読んだ本とか、漫画とか、映画とか、色々
高校生の文人が唯一心を開くのはネットで知り合った年上の男性「アルタイル」。趣味の天体観測を通じて穏やかにメールを交わすつきあいだ。卒業式の後、友人の言葉に酷く傷ついた文人は駆けつけたアルタイルと初めて会いその人柄に更に惹かれるが、本名すらわからないまま交流は途絶える。数ヶ月後、姉が連れて来た婚約者はアルタイルその人で?(裏表紙より)
マイノリティゆえにネットで知り合い心を近付けた友人と、実際に会って心惹かれるも、恋人がいると知って交流が途絶えたその後、彼が再び、しかも姉の婚約者として現れた、という恋愛小説。
恋愛小説なんですよ。いまのこの世界の価値観ではBL小説という括りで出版されているけれど、まごうことなき同性愛をテーマにした恋愛小説。
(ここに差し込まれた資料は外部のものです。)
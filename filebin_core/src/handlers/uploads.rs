//! Handlers for the uploaded-files resource: list, show, new, create, and
//! raw blob serving.

use axum::{
    extract::{Multipart, Path, State},
    http::{header, HeaderMap, StatusCode},
    response::{IntoResponse, Redirect, Response},
    Json,
};
use serde::Serialize;
use serde_json::json;

use crate::{
    error::{AppError, Result},
    models::ApiResponse,
    presenter,
    uploads::{SubmittedFile, UploadedFile},
    AppState,
};

use super::breadcrumbs::Breadcrumbs;

#[derive(Debug, Serialize)]
pub struct UploadedFileView {
    pub id: i64,
    pub filename: String,
    pub content_type: String,
    pub byte_size: u64,
    pub created_at: String,
    pub image: bool,
    pub pdf: bool,
    pub blob_url: String,
}

impl UploadedFileView {
    fn from_record(file: &UploadedFile) -> Result<Self> {
        Ok(Self {
            id: file.id,
            filename: presenter::filename(file)?.to_string(),
            content_type: presenter::content_type(file)?.to_string(),
            byte_size: file.blob.as_ref().map(|b| b.byte_size).unwrap_or(0),
            created_at: file.created_at.to_rfc3339(),
            image: presenter::is_image(file),
            pdf: presenter::is_pdf(file),
            blob_url: format!("/uploaded_files/{}/blob", file.id),
        })
    }
}

pub async fn list_uploaded_files(
    State(state): State<AppState>,
) -> Result<Json<ApiResponse<serde_json::Value>>> {
    let files = state.upload_service.list().await?;

    let mut views = Vec::with_capacity(files.len());
    for file in &files {
        views.push(UploadedFileView::from_record(file)?);
    }

    Ok(Json(ApiResponse::success(json!({
        "files": views,
        "count": presenter::file_count(&files),
    }))))
}

pub async fn show_uploaded_file(
    State(state): State<AppState>,
    Path(id): Path<i64>,
) -> Result<Json<ApiResponse<serde_json::Value>>> {
    let file = state.upload_service.find(id).await?;

    let mut breadcrumbs = Breadcrumbs::for_uploads();
    breadcrumbs.push(presenter::filename(&file)?, None);

    let view = UploadedFileView::from_record(&file)?;

    Ok(Json(ApiResponse::success(json!({
        "file": view,
        "breadcrumbs": breadcrumbs,
    }))))
}

pub async fn new_uploaded_file() -> Json<ApiResponse<serde_json::Value>> {
    let mut breadcrumbs = Breadcrumbs::for_uploads();
    breadcrumbs.push("Upload File", None);

    // Empty form scaffold: the unsaved-record placeholder of the submission
    // form, with the single permitted field.
    Json(ApiResponse::success(json!({
        "uploaded_file": { "file": null },
        "breadcrumbs": breadcrumbs,
    })))
}

pub async fn create_uploaded_file(
    State(state): State<AppState>,
    mut multipart: Multipart,
) -> Result<Response> {
    let mut submitted: Option<SubmittedFile> = None;

    while let Some(field) = multipart.next_field().await.map_err(|e| {
        AppError::Validation(format!("Failed to read multipart field: {}", e))
    })? {
        let name = field.name().unwrap_or("").to_string();

        // `file` is the only permitted part; everything else is dropped.
        if name != "file" && name != "uploaded_file[file]" {
            tracing::debug!(field = %name, "discarding unpermitted multipart field");
            continue;
        }

        let filename = field
            .file_name()
            .ok_or_else(|| AppError::Validation("Missing filename".to_string()))?
            .to_string();

        let content_type = field
            .content_type()
            .map(str::to_string)
            .unwrap_or_else(|| mime_guess::from_path(&filename).first_or_octet_stream().to_string());

        let data = field.bytes().await.map_err(|e| {
            AppError::Validation(format!("Failed to read file data: {}", e))
        })?;

        submitted = Some(SubmittedFile {
            filename,
            content_type,
            data: data.to_vec(),
        });
        break;
    }

    let submitted =
        submitted.ok_or_else(|| AppError::Validation("No file submitted".to_string()))?;

    let record = state.upload_service.create_from_submitted(submitted).await?;

    Ok(Redirect::to(&format!("/uploaded_files/{}", record.id)).into_response())
}

pub async fn serve_blob(
    State(state): State<AppState>,
    Path(id): Path<i64>,
) -> Result<Response> {
    let (blob, data) = state.upload_service.blob_bytes(id).await?;

    let mut headers = HeaderMap::new();

    headers.insert(
        header::CONTENT_TYPE,
        blob.content_type.parse().unwrap_or_else(|_| {
            header::HeaderValue::from_static("application/octet-stream")
        }),
    );

    headers.insert(header::CONTENT_LENGTH, header::HeaderValue::from(data.len() as u64));

    Ok((StatusCode::OK, headers, data).into_response())
}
マイノリティに悩み、傷付くことを恐れて孤独になりがちな、小さな星のような人たちが一生懸命に生きて、恋をして傷付くことを丁寧に描いた作品で、読みながらため息ばかりついてしまった。本当に、なんて苦しくて切ない恋なんだろう。それが叶った瞬間の万感と、それですべてが幸福に終わるわけではない不安がきっちり描かれていた。
この作品、数年後に読むと絶対また読み心地が変わっていると思う。大事にしよう。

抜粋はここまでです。